◆ Problem requirements ◆
Scan each line of the entries below for the word "ErrorDto" and count the ones where it appears. The answer is that number alone.

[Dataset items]
//! Domain-level error types.
//!
//! These errors are transport agnostic. Inbound adapters map them to HTTP
//! responses or any other protocol-specific envelope.

use serde::{Deserialize, Serialize};
use serde_json::Value;

use super::TraceId;

/// Header carrying the request trace identifier on every response.
pub const TRACE_ID_HEADER: &str = "trace-id";

/// Stable machine-readable error code describing the failure category.
#[derive(Debug, Clone, Copy, PartialEq, Eq, Hash, Serialize, Deserialize)]
#[non_exhaustive]
#[serde(rename_all = "snake_case")]
pub enum ErrorCode {
    /// The request is malformed or fails validation.
    InvalidRequest,
    /// Authentication failed or is missing.
    Unauthorized,
    /// Authenticated but not permitted to perform this action.
    Forbidden,
    /// The requested resource does not exist.
    NotFound,
    /// The ticket is not in the status the operation requires.
    InvalidTransition,
    /// The request conflicts with existing state (e.g. a duplicate email).
    Conflict,
    /// A backing store is unreachable.
    ServiceUnavailable,
    /// An unexpected error occurred inside the domain.
    InternalError,
}

/// Domain error payload.
///
/// ## Invariants
/// - `message` must be non-empty once trimmed of whitespace.
/// - `trace_id`, when present, must be non-empty.
///
/// # Examples
/// ```
/// use helpdesk::domain::{Error, ErrorCode};
///
/// let err = Error::not_found("ticket not found");
/// assert_eq!(err.code(), ErrorCode::NotFound);
/// ```
#[derive(Debug, Clone, PartialEq, Serialize, Deserialize)]
#[serde(try_from = "ErrorDto", into = "ErrorDto")]
pub struct Error {
    code: ErrorCode,
    message: String,
    trace_id: Option<String>,
    details: Option<Value>,
}

/// Validation errors emitted by the constructors.
#[derive(Debug, Clone, PartialEq, Eq, thiserror::Error)]
pub enum ErrorValidationError {
    /// The message was blank.
    #[error("error message must not be empty")]
    EmptyMessage,
    /// The trace identifier was blank.
    #[error("trace identifier must not be empty")]
    EmptyTraceId,
}

impl Error {
    /// Create a new error, panicking if validation fails.
    ///
    /// # Panics
    /// Panics when `message` is blank. Constructors below only pass literal
    /// or formatted messages, which are never blank.
    pub fn new(code: ErrorCode, message: impl Into<String>) -> Self {
        match Self::try_new(code, message) {
            Ok(value) => value,
            Err(err) => panic!("error messages must satisfy validation: {err}"),
        }
    }

    /// Fallible constructor that validates the message content.
    ///
    /// Captures the trace identifier in scope, if any.
    pub fn try_new(code: ErrorCode, message: impl Into<String>) -> Result<Self, ErrorValidationError> {
        let message = message.into();
        if message.trim().is_empty() {
            return Err(ErrorValidationError::EmptyMessage);
        }
        Ok(Self {
            code,
            message,
            trace_id: TraceId::current().map(|id| id.to_string()),
            details: None,
        })
    }

    /// Stable machine-readable error code.
    pub fn code(&self) -> ErrorCode {
        self.code
    }

    /// Human-readable message returned to adapters.
    pub fn message(&self) -> &str {
        self.message.as_str()
    }

    /// Correlation identifier captured when the error was raised.
    pub fn trace_id(&self) -> Option<&str> {
        self.trace_id.as_deref()
    }

    /// Supplementary error details for adapters.
    pub fn details(&self) -> Option<&Value> {
        self.details.as_ref()
    }

    /// Attach structured details to the error.
    ///
    /// # Examples
    /// ```
    /// use helpdesk::domain::Error;
    /// use serde_json::json;
    ///
    /// let err = Error::invalid_request("bad").with_details(json!({ "field": "title" }));
    /// assert!(err.details().is_some());
    /// ```
    pub fn with_details(mut self, details: Value) -> Self {
        self.details = Some(details);
        self
    }

    /// Override the trace identifier, panicking when it is blank.
    ///
    /// # Panics
    /// Panics when `trace_id` is blank.
    pub fn with_trace_id(self, trace_id: impl Into<String>) -> Self {
        match self.try_with_trace_id(trace_id) {
            Ok(value) => value,
            Err(err) => panic!("trace identifiers must satisfy validation: {err}"),
        }
    }

    /// Fallible variant of [`Error::with_trace_id`].
    pub fn try_with_trace_id(
        mut self,
        trace_id: impl Into<String>,
    ) -> Result<Self, ErrorValidationError> {
        let trace_id = trace_id.into();
        if trace_id.trim().is_empty() {
            return Err(ErrorValidationError::EmptyTraceId);
        }
        self.trace_id = Some(trace_id);
        Ok(self)
    }

    /// Convenience constructor for [`ErrorCode::InvalidRequest`].
    pub fn invalid_request(message: impl Into<String>) -> Self {
        Self::new(ErrorCode::InvalidRequest, message)
    }

    /// Convenience constructor for [`ErrorCode::Unauthorized`].
    pub fn unauthorized(message: impl Into<String>) -> Self {
        Self::new(ErrorCode::Unauthorized, message)
    }

    /// Convenience constructor for [`ErrorCode::Forbidden`].
    pub fn forbidden(message: impl Into<String>) -> Self {
        Self::new(ErrorCode::Forbidden, message)
    }

    /// Convenience constructor for [`ErrorCode::NotFound`].
    pub fn not_found(message: impl Into<String>) -> Self {
        Self::new(ErrorCode::NotFound, message)
    }

    /// Convenience constructor for [`ErrorCode::InvalidTransition`].
    pub fn invalid_transition(message: impl Into<String>) -> Self {
        Self::new(ErrorCode::InvalidTransition, message)
    }

    /// Convenience constructor for [`ErrorCode::Conflict`].
    pub fn conflict(message: impl Into<String>) -> Self {
        Self::new(ErrorCode::Conflict, message)
    }

    /// Convenience constructor for [`ErrorCode::ServiceUnavailable`].
    pub fn service_unavailable(message: impl Into<String>) -> Self {
        Self::new(ErrorCode::ServiceUnavailable, message)
    }

    /// Convenience constructor for [`ErrorCode::InternalError`].
    pub fn internal(message: impl Into<String>) -> Self {
        Self::new(ErrorCode::InternalError, message)
    }
}

impl std::fmt::Display for Error {
    fn fmt(&self, f: &mut std::fmt::Formatter<'_>) -> std::fmt::Result {
        write!(f, "{}", self.message)
    }
}

impl std::error::Error for Error {}

#[derive(Debug, Clone, Serialize, Deserialize)]
#[serde(rename_all = "camelCase")]
pub(crate) struct ErrorDto {
    pub(crate) code: ErrorCode,
    pub(crate) message: String,
    #[serde(default, skip_serializing_if = "Option::is_none")]
    pub(crate) trace_id: Option<String>,
    #[serde(default, skip_serializing_if = "Option::is_none")]
    pub(crate) details: Option<Value>,
}

impl From<Error> for ErrorDto {
    fn from(value: Error) -> Self {
        Self {
            code: value.code,
            message: value.message,
            trace_id: value.trace_id,
            details: value.details,
        }
    }
}

impl TryFrom<ErrorDto> for Error {
    type Error = ErrorValidationError;

    fn try_from(value: ErrorDto) -> Result<Self, Self::Error> {
        let ErrorDto {
            code,
            message,
            trace_id,
            details,
        } = value;

        let mut error = Error::try_new(code, message)?;
        // Payloads carry their own trace; never adopt the ambient one.
        error.trace_id = None;
        if let Some(id) = trace_id {
            error = error.try_with_trace_id(id)?;
        }
        error.details = details;
        Ok(error)
    }
}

◆ Exercise solution ◆
6